We investigated whether phosphorylation of ZBP1 at Tyr396 by Src provides a local mechanism to increase translation of β-actin mRNA. Src and ZBP1 colocalize at the cell periphery and beneath the membrane of nonneuronal cells (Huttelmaier et al., 2005), however, it is still unknown whether ZBP1 is phosphorylated by Src or SFKs at peripheral locations, such as in growth cones to regulate local translation in response to extracellular stimuli. To examine this, we prepared an anti-phospho ZBP1 (Tyr396) antibody. The phosphorylation site is located just upstream of the KH3 and KH4 domains, which are essential for ZBP1 to bind to the zipcode sequence (Farina et al., 2003) (Fig. 1A). The neighboring amino acid sequence to Tyr396 is conserved among different species of ZBP1, but not in IMP2 and IMP3 homologs (Fig. 1B). ZBP1 is a member of a three gene family encoding KH-domain containing mRNA binding proteins, also termed IMP or VICKZ proteins (Yisraeli, 2005). The phospho-antibody was shown to be ZBP1-specific as demonstrated by western blot analysis of 293T cells expressing wild type ZBP1 or IMP2/IMP3 homologs (Fig. S1). These data suggest that the phospho-antibody may recognize both the phosphotyrosine at 396 and the conserved surrounding sequence of ZBP1, which is not conserved between homologs (Fig. 1B). In 293T cells co-expressing a wild type or phospho-mutant (Y396F) form of ZBP1 with or without constitutively-active Src, this antibody recognized wild type ZBP1 phosphorylated by Src (Fig. 1C). Expression of the SFK, Fyn, which is one of the neuronal SFKs, also resulted in a marked increase in levels of phospho-ZBP1 (Fig. 1D). A SFK-specific inhibitor, PP2, inhibited ZBP1 phosphorylation by Fyn (Fig. 1D). These results confirmed the specificity of the antibody to SFK-phosphorylated ZBP1 at Tyr396.

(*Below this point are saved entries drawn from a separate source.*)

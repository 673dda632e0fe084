//! Inbound side: one connection, one bounded read, one receive event.

use std::net::SocketAddr;
use std::sync::Arc;
use std::time::Duration;

use tokio::io::AsyncReadExt;
use tokio::net::{TcpListener, TcpStream};
use tokio::sync::watch;
use tracing::{debug, info, trace, warn};

use clocksim_core::{ClockMessage, EventKind};

use crate::context::MachineContext;
use crate::error::{MachineError, ReceiveError};

/// Pause after a failed accept so a persistent error does not spin.
const ACCEPT_BACKOFF: Duration = Duration::from_millis(10);

pub struct Listener {
    listener: TcpListener,
    ctx: Arc<MachineContext>,
    read_buffer_size: usize,
}

impl Listener {
    /// Binds the listening endpoint. Failure here is fatal for the machine.
    pub async fn bind(
        addr: &str,
        ctx: Arc<MachineContext>,
        read_buffer_size: usize,
    ) -> Result<Self, MachineError> {
        let listener = TcpListener::bind(addr)
            .await
            .map_err(|source| MachineError::Bind {
                addr: addr.to_string(),
                source,
            })?;
        Ok(Self {
            listener,
            ctx,
            read_buffer_size,
        })
    }

    pub fn local_addr(&self) -> std::io::Result<SocketAddr> {
        self.listener.local_addr()
    }

    /// Accepts connections until shutdown is signalled. The listening socket
    /// is dropped on return, releasing the port.
    pub async fn run(self, mut shutdown: watch::Receiver<bool>) {
        loop {
            let accepted = tokio::select! {
                biased;
                _ = shutdown.changed() => break,
                accepted = self.listener.accept() => accepted,
            };

            match accepted {
                Ok((stream, remote)) => {
                    let outcome = tokio::select! {
                        biased;
                        _ = shutdown.changed() => break,
                        outcome = self.receive(stream) => outcome,
                    };
                    match outcome {
                        Ok(Some(clock)) => trace!(machine_id = self.ctx.id, %remote, clock, "Received message"),
                        Ok(None) => trace!(machine_id = self.ctx.id, %remote, "Connection closed without payload"),
                        Err(e) => {
                            if matches!(e, ReceiveError::Decode(_)) {
                                self.ctx.metrics.decode_failures.inc();
                            }
                            info!(machine_id = self.ctx.id, %remote, "Dropped inbound message: {e}");
                        }
                    }
                }
                Err(e) if !self.ctx.is_running() => {
                    debug!(machine_id = self.ctx.id, "Accept interrupted by shutdown: {e}");
                    break;
                }
                Err(e) => {
                    warn!(machine_id = self.ctx.id, "Accept failed: {e}");
                    tokio::time::sleep(ACCEPT_BACKOFF).await;
                }
            }
        }
        debug!(machine_id = self.ctx.id, "Listener stopped");
    }

    /// Reads once, decodes, applies the receive rule and queues the raw value.
    /// Returns the updated clock, or `None` if the peer sent nothing.
    async fn receive(&self, mut stream: TcpStream) -> Result<Option<u64>, ReceiveError> {
        let mut buffer = vec![0u8; self.read_buffer_size];
        let read = stream.read(&mut buffer).await?;
        if read == 0 {
            return Ok(None);
        }

        let message = ClockMessage::decode(&buffer[..read])?;
        let clock = self.ctx.clock.apply_received(message.logical_clock)?;
        self.ctx.inbox.push(message.logical_clock);
        self.ctx.record(EventKind::Receive, clock);
        Ok(Some(clock))
    }
}
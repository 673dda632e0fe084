//! Custom validation functions shared by the configuration modules.

use validator::ValidationError;

use crate::fleet::FleetConfig;

/// Validate that a bind or peer address is a non-empty host without a port.
pub fn validate_host(address: &str) -> Result<(), ValidationError> {
    let valid = !address.is_empty()
        && !address.contains(char::is_whitespace)
        && !address.contains('/');
    if valid {
        Ok(())
    } else {
        Err(ValidationError::new("invalid_host"))
    }
}

/// Validate that the fleet's tick rate range is ordered and its ports fit.
pub fn validate_fleet(fleet: &FleetConfig) -> Result<(), ValidationError> {
    if fleet.tick_rate_min > fleet.tick_rate_max {
        return Err(ValidationError::new("tick_rate_min_exceeds_max"));
    }
    let last_port = u32::from(fleet.base_port) + fleet.machines.saturating_sub(1) as u32;
    if last_port > u32::from(u16::MAX) {
        return Err(ValidationError::new("port_range_overflow"));
    }
    Ok(())
}

#[cfg(test)]
mod tests {
    use super::*;

    #[test]
    fn accepts_hostnames_and_ips() {
        assert!(validate_host("127.0.0.1").is_ok());
        assert!(validate_host("localhost").is_ok());
        assert!(validate_host("::1").is_ok());
    }

    #[test]
    fn rejects_blank_hosts() {
        assert!(validate_host("").is_err());
        assert!(validate_host("local host").is_err());
    }

    #[test]
    fn rejects_inverted_tick_range() {
        let fleet = FleetConfig {
            tick_rate_min: 5,
            tick_rate_max: 2,
            ..FleetConfig::default()
        };
        assert!(validate_fleet(&fleet).is_err());
    }

    #[test]
    fn rejects_port_overflow() {
        let fleet = FleetConfig {
            base_port: u16::MAX,
            machines: 2,
            ..FleetConfig::default()
        };
        assert!(validate_fleet(&fleet).is_err());
    }
}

To examine whether BDNF induces the phosphorylation of endogenous ZBP1 in neurons, we applied BDNF to dissociated cortical neurons in culture, and analyzed protein expression by western blotting using the phospho-antibody to ZBP1. BDNF increased phosphorylation of ZBP1 at Tyr396 with a detectable peak at 15 min, and decreased thereafter (30 min), although total levels of ZBP1 remained unchanged (Fig. 1E).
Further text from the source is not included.